Records from a collection
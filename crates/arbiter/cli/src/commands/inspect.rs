//! `arbiter inspect`

use clap::Args;

use crate::config::ArbiterConfig;
use crate::error::CliResult;
use crate::output::{print_json, print_records, RecordRow};

#[derive(Args, Debug)]
pub struct InspectArgs {
    /// Print the well-formed records as JSON
    #[arg(long)]
    pub json: bool,
}

pub fn execute(args: InspectArgs, config: &ArbiterConfig) -> CliResult<()> {
    let log = super::open_log(config)?;
    if args.json {
        return print_json(&log.records()?);
    }

    let rows = log
        .entries()?
        .iter()
        .enumerate()
        .map(|(position, entry)| RecordRow::from_entry(position, entry))
        .collect();
    print_records(rows);
    Ok(())
}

**Exercise goal:** Print the lines of the entries, exactly, from the one containing "#[arg(long)]" down to the final line, and leave out all the others.

**Answer box:**
    #[arg(long)]
    pub json: bool,
}

pub fn execute(args: InspectArgs, config: &ArbiterConfig) -> CliResult<()> {
    let log = super::open_log(config)?;
    if args.json {
        return print_json(&log.records()?);
    }

    let rows = log
        .entries()?
        .iter()
        .enumerate()
        .map(|(position, entry)| RecordRow::from_entry(position, entry))
        .collect();
    print_records(rows);
    Ok(())
}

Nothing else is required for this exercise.